EXERCISE OBJECTIVE:
Lines before the one containing "Theme::default()" are left out; return that line and all lines after it, exactly, through the end of the records below.

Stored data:
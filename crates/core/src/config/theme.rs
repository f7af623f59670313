use std::{
    collections::BTreeMap,
    fs,
    path::{Path, PathBuf},
    str::FromStr,
};

use serde::{Deserialize, Serialize};

use crate::{render::Color, AuraluxError, Result};

/// Key under which the theme preference is stored.
pub const THEME_KEY: &str = "auralux_theme";

#[derive(Debug, Clone, Copy, Default, PartialEq, Eq, Serialize, Deserialize)]
#[serde(rename_all = "lowercase")]
pub enum Theme {
    #[default]
    Dark,
    Light,
}

impl Theme {
    /// Surface colour painted behind every frame.
    pub fn background(self) -> Color {
        match self {
            Theme::Dark => Color::rgb(0x0b, 0x0f, 0x17),
            Theme::Light => Color::rgb(0xe8, 0xec, 0xf2),
        }
    }

    /// The other palette.
    pub fn toggled(self) -> Self {
        match self {
            Theme::Dark => Theme::Light,
            Theme::Light => Theme::Dark,
        }
    }

    pub fn as_str(self) -> &'static str {
        match self {
            Theme::Dark => "dark",
            Theme::Light => "light",
        }
    }
}

impl FromStr for Theme {
    type Err = AuraluxError;

    fn from_str(value: &str) -> Result<Self> {
        match value.trim().to_ascii_lowercase().as_str() {
            "dark" => Ok(Theme::Dark),
            "light" => Ok(Theme::Light),
            other => Err(AuraluxError::invalid(format!("unknown theme `{other}`"))),
        }
    }
}

/// Durable key-value store holding the theme preference across sessions.
///
/// The backing file is a flat JSON object so unrelated keys written by other
/// tools survive a theme update.
#[derive(Debug, Clone)]
pub struct ThemeStore {
    path: PathBuf,
}

impl ThemeStore {
    /// Store backed by the JSON file at `path`; nothing is read yet.
    pub fn new(path: impl Into<PathBuf>) -> Self {
        Self { path: path.into() }
    }

    pub fn path(&self) -> &Path {
        &self.path
    }

    /// Returns the stored theme, or [`Theme::Dark`] when nothing usable is stored.
    pub fn load(&self) -> Theme {
        match self.read_entries() {
            Ok(entries) => entries
                .get(THEME_KEY)
                .and_then(|value| value.parse().ok())
                .unwrap_or_default(),
            Err(err) => {
                tracing::debug!(path = ?self.path, %err, "theme store unreadable, using dark");
                Theme::default()
            }
        }
    }

    /// Persists `theme`, keeping any other keys already in the file.
    pub fn store(&self, theme: Theme) -> Result<()> {
        let mut entries = self.read_entries().unwrap_or_default();
        entries.insert(THEME_KEY.to_string(), theme.as_str().to_string());

        if let Some(parent) = self.path.parent() {
            if !parent.as_os_str().is_empty() {
                fs::create_dir_all(parent)?;
            }
        }
        fs::write(&self.path, serde_json::to_string_pretty(&entries)?)?;
        tracing::info!(theme = theme.as_str(), "theme preference saved");
        Ok(())
    }

    /// Flips the stored theme and returns the new value.
    pub fn toggle(&self) -> Result<Theme> {
        let next = self.load().toggled();
        self.store(next)?;
        Ok(next)
    }

    fn read_entries(&self) -> Result<BTreeMap<String, String>> {
        let raw = fs::read_to_string(&self.path)?;
        Ok(serde_json::from_str(&raw)?)
    }
}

ANSWER FOR THIS EXERCISE:
                Theme::default()
            }
        }
    }

    /// Persists `theme`, keeping any other keys already in the file.
    pub fn store(&self, theme: Theme) -> Result<()> {
        let mut entries = self.read_entries().unwrap_or_default();
        entries.insert(THEME_KEY.to_string(), theme.as_str().to_string());

        if let Some(parent) = self.path.parent() {
            if !parent.as_os_str().is_empty() {
                fs::create_dir_all(parent)?;
            }
        }
        fs::write(&self.path, serde_json::to_string_pretty(&entries)?)?;
        tracing::info!(theme = theme.as_str(), "theme preference saved");
        Ok(())
    }

    /// Flips the stored theme and returns the new value.
    pub fn toggle(&self) -> Result<Theme> {
        let next = self.load().toggled();
        self.store(next)?;
        Ok(next)
    }

    fn read_entries(&self) -> Result<BTreeMap<String, String>> {
        let raw = fs::read_to_string(&self.path)?;
        Ok(serde_json::from_str(&raw)?)
    }
}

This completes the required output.